Zbliżenie fragmentu północnej ściany odkrywki. Od góry zalegają:
- warstwa białych wapieni z rzadkimi kryształkami pirytu,
- warstwa zielonawych iłów z drewnem i konkrecjami pirytu,
- warstwa szarych iłów z drewnem i konkrecjami krzemiennymi.
Stan z 14 kwietnia 2006 roku.

 

Drobno warstwowane wapienie triasu.
Stan z 14 kwietnia 2006 roku.

 

Warstwa iłów z fragmentami drewna i konkrecjami krzemiennymi.
Stan z 14 kwietnia 2006 roku.

 

Konkrecja krzemienna w ile.
Stan z 14 kwietnia 2006 roku.

 

Widok na wnętrze i północno-wschodni narożnik odkrywki.
Stan z 14 kwietnia 2006 roku.

 

Odsłonięcie we wnętrzu odkrywki.
Widoczna warstwa wapieni (u góry) i iłów (poniżej).
Stan z 14 kwietnia 2006 roku.

 

Zbliżenie na północno-wschodni narożnik odkrywki.
Stan z 14 kwietnia 2006 roku.

 

Widok na wnętrze i fragment wschodniej ściany odkrywki.
Stan z 14 kwietnia 2006 roku.

 

.

WIELKIE ODKRYCIE!!!

Pierwsze polskie dinozaury
w naszym Muzeum!

Nieautoryzowany wywiad z odkrywcą.

 

            Już wiadomo! Nareszcie mamy nasze rodzime dinozaury! To wielkie odkrycie zawdzięczamy kolekcjonerowi amatorowi Panu Robertowi Borzęckiemu z Warszawy.

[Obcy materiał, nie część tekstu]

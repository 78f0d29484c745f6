use super::*;
use crate::diagnostics::Severity;
use crate::mirage::{self, MirageOptions};
use crate::tree::SourceTree;

fn mirage_diagnostics(source: &str) -> Vec<Diagnostic> {
    let tree = SourceTree::parse(source).unwrap();
    mirage::run(&tree, &MirageOptions::default(), Severity::Critical)
}

#[test]
fn mean_call_is_wrapped_in_variation_tensor() {
    let source = "\
data = np.ones((3, 3))
m = np.mean(data, axis=1, keepdims=True)
";
    let diags = mirage_diagnostics(source);
    assert_eq!(diags.len(), 1);

    let outcome = apply_fixes(source, &diags, FixMode::Write).unwrap();
    assert_eq!(outcome.applied, 1);
    assert!(outcome
        .new_text
        .contains("VariationTensor(data, axis=1, keepdims=True).collapse('mean')"));
}

#[test]
fn method_form_threads_receiver_into_template() {
    let source = "\
def summarize(values):
    return values.mean(axis=0)
";
    let diags = mirage_diagnostics(source);
    let outcome = apply_fixes(source, &diags, FixMode::Write).unwrap();
    assert!(outcome
        .new_text
        .contains("VariationTensor(values, axis=0).collapse('mean')"));
}

#[test]
fn bytes_outside_target_spans_are_untouched() {
    let source = "\
# preamble comment   with odd   spacing
scores = [1.0]*999 + [0.0]
avg   =   mean(scores)   # trailing note
tail = 'unchanged'
";
    let diags = mirage_diagnostics(source);
    assert_eq!(diags.len(), 1);
    let spec = diags[0].fix.as_ref().unwrap();

    let tree = SourceTree::parse(source).unwrap();
    let (start, end) = tree.span(spec.target);

    let outcome = apply_fixes(source, &diags, FixMode::Write).unwrap();

    // Mask the rewritten span in both texts; everything else must be
    // byte-for-byte identical.
    let replacement_len = outcome.new_text.len() - (source.len() - (end - start));
    assert_eq!(&outcome.new_text[..start], &source[..start]);
    assert_eq!(&outcome.new_text[start + replacement_len..], &source[end..]);
}

#[test]
fn fixed_source_reanalyzes_clean() {
    let source = "\
scores = [1.0]*999 + [0.0]
avg = mean(scores)
";
    let diags = mirage_diagnostics(source);
    assert_eq!(diags.len(), 1);

    let outcome = apply_fixes(source, &diags, FixMode::Write).unwrap();
    // The rewrite must itself parse and carry no remaining mirages.
    let reanalyzed = mirage_diagnostics(&outcome.new_text);
    assert!(reanalyzed.is_empty(), "diagnostics after fix: {reanalyzed:?}");
}

#[test]
fn multiple_disjoint_fixes_apply_in_one_pass() {
    let source = "\
a = np.zeros(10)
b = np.ones(10)
m1 = np.mean(a)
m2 = np.sum(b)
";
    let diags = mirage_diagnostics(source);
    assert_eq!(diags.len(), 2);

    let outcome = apply_fixes(source, &diags, FixMode::Write).unwrap();
    assert_eq!(outcome.applied, 2);
    assert!(outcome.new_text.contains(".collapse('mean')"));
    assert!(outcome.new_text.contains(".collapse('sum')"));
}

#[test]
fn nested_reduction_targets_overlap_and_fail_loudly() {
    let source = "\
x = np.zeros(10)
v = np.mean(np.cumsum(x).sum())
";
    let diags = mirage_diagnostics(source);
    assert!(diags.len() >= 2, "expected nested findings: {diags:?}");

    let err = apply_fixes(source, &diags, FixMode::Write).unwrap_err();
    assert!(matches!(err, FixError::Overlapping { .. }));
}

#[test]
fn preview_renders_diff_and_write_does_not() {
    let source = "\
data = np.ones(5)
m = np.mean(data)
";
    let diags = mirage_diagnostics(source);

    let preview = apply_fixes(source, &diags, FixMode::Preview).unwrap();
    assert!(preview.diff.contains("-m = np.mean(data)"));
    assert!(preview.diff.contains("+m = VariationTensor(data).collapse('mean')"));

    let write = apply_fixes(source, &diags, FixMode::Write).unwrap();
    assert!(write.diff.is_empty());
    assert_eq!(write.new_text, preview.new_text);
}

#[test]
fn interactive_filter_can_reject_every_fix() {
    let source = "\
data = np.ones(5)
m = np.mean(data)
";
    let diags = mirage_diagnostics(source);
    let outcome =
        apply_fixes_filtered(source, &diags, FixMode::Write, |_, _| false).unwrap();
    assert_eq!(outcome.applied, 0);
    assert_eq!(outcome.new_text, source);
}

#[test]
fn discretization_fix_uses_discretize_template() {
    let source = "\
levels = np.linspace(0, 1, 5)
q = round(levels)
";
    let diags = mirage_diagnostics(source);
    assert_eq!(diags.len(), 1);
    let outcome = apply_fixes(source, &diags, FixMode::Write).unwrap();
    assert!(outcome
        .new_text
        .contains("VariationTensor(levels).discretize('round')"));
}

#[test]
fn diagnostics_without_fixes_are_ignored() {
    let source = "x = 1\n";
    let diags = vec![Diagnostic::new(
        crate::diagnostics::Guard::Unit,
        Severity::Warning,
        1,
        "no fix attached",
    )];
    let outcome = apply_fixes(source, &diags, FixMode::Write).unwrap();
    assert_eq!(outcome.applied, 0);
    assert_eq!(outcome.new_text, source);
}
//! Quantum gate types.

use serde::{Deserialize, Serialize};

/// Standard gates with known semantics.
///
/// Rotation and phase angles are concrete radians; every circuit the search
/// builds is fully determined by the problem instance.
#[derive(Debug, Clone, PartialEq, Serialize, Deserialize)]
pub enum StandardGate {
    // Single-qubit Pauli gates
    /// Identity gate.
    I,
    /// Pauli-X gate.
    X,
    /// Pauli-Y gate.
    Y,
    /// Pauli-Z gate.
    Z,

    // Single-qubit Clifford gates
    /// Hadamard gate.
    H,
    /// S gate (sqrt(Z)).
    S,
    /// S-dagger gate.
    Sdg,
    /// T gate (fourth root of Z).
    T,
    /// T-dagger gate.
    Tdg,

    // Single-qubit rotation gates
    /// Rotation around X axis.
    Rx(f64),
    /// Rotation around Y axis.
    Ry(f64),
    /// Rotation around Z axis.
    Rz(f64),
    /// Phase gate diag(1, e^{iθ}).
    P(f64),

    // Two-qubit gates
    /// Controlled-X (CNOT) gate.
    CX,
    /// Controlled-Y gate.
    CY,
    /// Controlled-Z gate.
    CZ,
    /// Controlled-Hadamard gate.
    CH,
    /// Controlled phase gate.
    CP(f64),
    /// SWAP gate.
    Swap,

    // Three-qubit gates
    /// Toffoli gate (CCX).
    CCX,
    /// Fredkin gate (CSWAP).
    CSwap,
}

impl StandardGate {
    /// Get the name of this gate.
    #[inline]
    pub fn name(&self) -> &'static str {
        match self {
            StandardGate::I => "id",
            StandardGate::X => "x",
            StandardGate::Y => "y",
            StandardGate::Z => "z",
            StandardGate::H => "h",
            StandardGate::S => "s",
            StandardGate::Sdg => "sdg",
            StandardGate::T => "t",
            StandardGate::Tdg => "tdg",
            StandardGate::Rx(_) => "rx",
            StandardGate::Ry(_) => "ry",
            StandardGate::Rz(_) => "rz",
            StandardGate::P(_) => "p",
            StandardGate::CX => "cx",
            StandardGate::CY => "cy",
            StandardGate::CZ => "cz",
            StandardGate::CH => "ch",
            StandardGate::CP(_) => "cp",
            StandardGate::Swap => "swap",
            StandardGate::CCX => "ccx",
            StandardGate::CSwap => "cswap",
        }
    }

    /// Get the number of qubits this gate operates on.
    #[inline]
    pub fn num_qubits(&self) -> u32 {
        match self {
            StandardGate::I
            | StandardGate::X
            | StandardGate::Y
            | StandardGate::Z
            | StandardGate::H
            | StandardGate::S
            | StandardGate::Sdg
            | StandardGate::T
            | StandardGate::Tdg
            | StandardGate::Rx(_)
            | StandardGate::Ry(_)
            | StandardGate::Rz(_)
            | StandardGate::P(_) => 1,

            StandardGate::CX
            | StandardGate::CY
            | StandardGate::CZ
            | StandardGate::CH
            | StandardGate::CP(_)
            | StandardGate::Swap => 2,

            StandardGate::CCX | StandardGate::CSwap => 3,
        }
    }

    /// The adjoint of this gate.
    pub fn inverse(&self) -> StandardGate {
        match self {
            StandardGate::S => StandardGate::Sdg,
            StandardGate::Sdg => StandardGate::S,
            StandardGate::T => StandardGate::Tdg,
            StandardGate::Tdg => StandardGate::T,
            StandardGate::Rx(theta) => StandardGate::Rx(-theta),
            StandardGate::Ry(theta) => StandardGate::Ry(-theta),
            StandardGate::Rz(theta) => StandardGate::Rz(-theta),
            StandardGate::P(theta) => StandardGate::P(-theta),
            StandardGate::CP(theta) => StandardGate::CP(-theta),
            // Hermitian gates are their own inverse.
            other => other.clone(),
        }
    }

    /// Check if this gate is diagonal in the computational basis.
    pub fn is_diagonal(&self) -> bool {
        matches!(
            self,
            StandardGate::I
                | StandardGate::Z
                | StandardGate::S
                | StandardGate::Sdg
                | StandardGate::T
                | StandardGate::Tdg
                | StandardGate::Rz(_)
                | StandardGate::P(_)
                | StandardGate::CZ
                | StandardGate::CP(_)
        )
    }
}

/// A standard gate with additional control qubits.
///
/// The gate fires only on basis states where every control qubit is `|1⟩`.
/// Operands are ordered controls first, then the base gate's own operands.
#[derive(Debug, Clone, PartialEq, Serialize, Deserialize)]
pub struct ControlledGate {
    /// The gate applied when all controls are set.
    pub base: StandardGate,
    /// Number of control qubits in front of the base operands.
    pub num_ctrl_qubits: u32,
    name: String,
}

impl ControlledGate {
    /// Wrap `base` with `num_ctrl_qubits` controls.
    pub fn new(base: StandardGate, num_ctrl_qubits: u32) -> Self {
        let name = format!("c{num_ctrl_qubits}_{}", base.name());
        Self {
            base,
            num_ctrl_qubits,
            name,
        }
    }

    /// Gate name, e.g. `c3_x` for an X with three controls.
    pub fn name(&self) -> &str {
        &self.name
    }

    /// Total number of qubits, controls included.
    pub fn num_qubits(&self) -> u32 {
        self.num_ctrl_qubits + self.base.num_qubits()
    }

    /// The adjoint, which keeps the controls and inverts the base.
    pub fn inverse(&self) -> ControlledGate {
        ControlledGate::new(self.base.inverse(), self.num_ctrl_qubits)
    }
}

/// A quantum gate, either standard or controlled.
#[derive(Debug, Clone, PartialEq, Serialize, Deserialize)]
pub enum GateKind {
    /// A standard gate with known semantics.
    Standard(StandardGate),
    /// A standard gate under extra controls.
    Controlled(ControlledGate),
}

impl GateKind {
    /// Get the name of this gate.
    #[inline]
    pub fn name(&self) -> &str {
        match self {
            GateKind::Standard(g) => g.name(),
            GateKind::Controlled(g) => g.name(),
        }
    }

    /// Get the number of qubits.
    #[inline]
    pub fn num_qubits(&self) -> u32 {
        match self {
            GateKind::Standard(g) => g.num_qubits(),
            GateKind::Controlled(g) => g.num_qubits(),
        }
    }

    /// Split into the underlying standard gate and its extra control count.
    pub fn base(&self) -> (&StandardGate, u32) {
        match self {
            GateKind::Standard(g) => (g, 0),
            GateKind::Controlled(g) => (&g.base, g.num_ctrl_qubits),
        }
    }
}

/// A gate with associated metadata.
#[derive(Debug, Clone, PartialEq, Serialize, Deserialize)]
pub struct Gate {
    /// The kind of gate.
    pub kind: GateKind,
    /// Optional label for the gate.
    #[serde(skip_serializing_if = "Option::is_none")]
    pub label: Option<String>,
}

impl Gate {
    /// Create a new gate from a standard gate.
    pub fn standard(gate: StandardGate) -> Self {
        Self {
            kind: GateKind::Standard(gate),
            label: None,
        }
    }

    /// Create a multi-controlled gate.
    ///
    /// Zero controls yields the plain standard gate.
    pub fn multi_controlled(base: StandardGate, num_ctrl_qubits: u32) -> Self {
        if num_ctrl_qubits == 0 {
            return Self::standard(base);
        }
        Self {
            kind: GateKind::Controlled(ControlledGate::new(base, num_ctrl_qubits)),
            label: None,
        }
    }

    /// Add a label to the gate.
    #[must_use]
    pub fn with_label(mut self, label: impl Into<String>) -> Self {
        self.label = Some(label.into());
        self
    }

    /// Get the name of this gate.
    pub fn name(&self) -> &str {
        self.kind.name()
    }

    /// Get the number of qubits.
    pub fn num_qubits(&self) -> u32 {
        self.kind.num_qubits()
    }

    /// Add `n` more controls in front of the existing operands.
    #[must_use]
    pub fn controlled(&self, n: u32) -> Gate {
        let (base, existing) = self.kind.base();
        let mut gate = Gate::multi_controlled(base.clone(), existing + n);
        gate.label.clone_from(&self.label);
        gate
    }

    /// The adjoint of this gate.
    #[must_use]
    pub fn inverse(&self) -> Gate {
        let kind = match &self.kind {
            GateKind::Standard(g) => GateKind::Standard(g.inverse()),
            GateKind::Controlled(g) => GateKind::Controlled(g.inverse()),
        };
        Gate {
            kind,
            label: self.label.clone(),
        }
    }
}

impl From<StandardGate> for Gate {
    fn from(gate: StandardGate) -> Self {
        Gate::standard(gate)
    }
}

impl From<ControlledGate> for Gate {
    fn from(gate: ControlledGate) -> Self {
        Gate {
            kind: GateKind::Controlled(gate),
            label: None,
        }
    }
}

#[cfg(test)]
mod tests {
    use super::*;
    use std::f64::consts::PI;

    #[test]
    fn test_standard_gate_properties() {
        assert_eq!(StandardGate::H.num_qubits(), 1);
        assert_eq!(StandardGate::CX.num_qubits(), 2);
        assert_eq!(StandardGate::CCX.num_qubits(), 3);

        assert!(StandardGate::P(PI).is_diagonal());
        assert!(!StandardGate::H.is_diagonal());
    }

    #[test]
    fn test_gate_inverse() {
        assert_eq!(StandardGate::S.inverse(), StandardGate::Sdg);
        assert_eq!(StandardGate::H.inverse(), StandardGate::H);
        assert_eq!(StandardGate::CP(0.3).inverse(), StandardGate::CP(-0.3));

        let g = Gate::multi_controlled(StandardGate::P(1.5), 2).inverse();
        assert_eq!(g.kind.base(), (&StandardGate::P(-1.5), 2));
    }

    #[test]
    fn test_controlled_stacks() {
        let x = Gate::standard(StandardGate::X);
        let cx = x.controlled(1);
        assert_eq!(cx.num_qubits(), 2);
        assert_eq!(cx.name(), "c1_x");

        let cccx = cx.controlled(2);
        assert_eq!(cccx.num_qubits(), 4);
        assert_eq!(cccx.kind.base(), (&StandardGate::X, 3));
    }

    #[test]
    fn test_zero_controls_is_plain_gate() {
        let g = Gate::multi_controlled(StandardGate::Z, 0);
        assert_eq!(g.kind, GateKind::Standard(StandardGate::Z));
        assert_eq!(g.name(), "z");
    }
}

Jak to zwykle bywa o wszystkim zadecydował zwykły przypadek. Ale oddajmy głos odkrywcy.

             ...Tak się jakoś złożyło, że od kilku lat przynajmniej kilka razy w roku jeżdżę z Warszawy do Nowej Rudy i z powrotem. Wielokrotnie przy tym przejeżdżam koło położonej na przedmieściach Lublińca niewielkiej cegielni w Lipiu Śląskim (Lisowicach). Z drogi widać fragment odkrywki i pracujące tam koparki, więc wiedziałem, że cegielnia jest czynna. Pewnie nie zawracał bym sobie nią głowy gdyby nie fakt że leży ona zaledwie 40 kilometrów od Krasiejowa w którym kilka lat wcześniej odkryto złoże kości triasowych gadów i płazów. Z wydanego w 1964 roku przez Centralny Urząd Geologii opracowania o nieco przydługiej nazwie Rejestr prac i materiałów rękopiśmiennych z zakresu geologii Polski w archiwach Instytutu Geologicznego do 1957 roku oraz dokumentacji geologicznych złóż kopalin użytecznych w Polsce w Centralnym Archiwum Dokumentacji Geologicznej 1951-1960” wiedziałem że eksploatowane w cegielni w Lipiu Śląskim iły również są wieku triasowego. Mimo to jakoś nie byłem w stanie zmobilizować się, aby tam zajrzeć...”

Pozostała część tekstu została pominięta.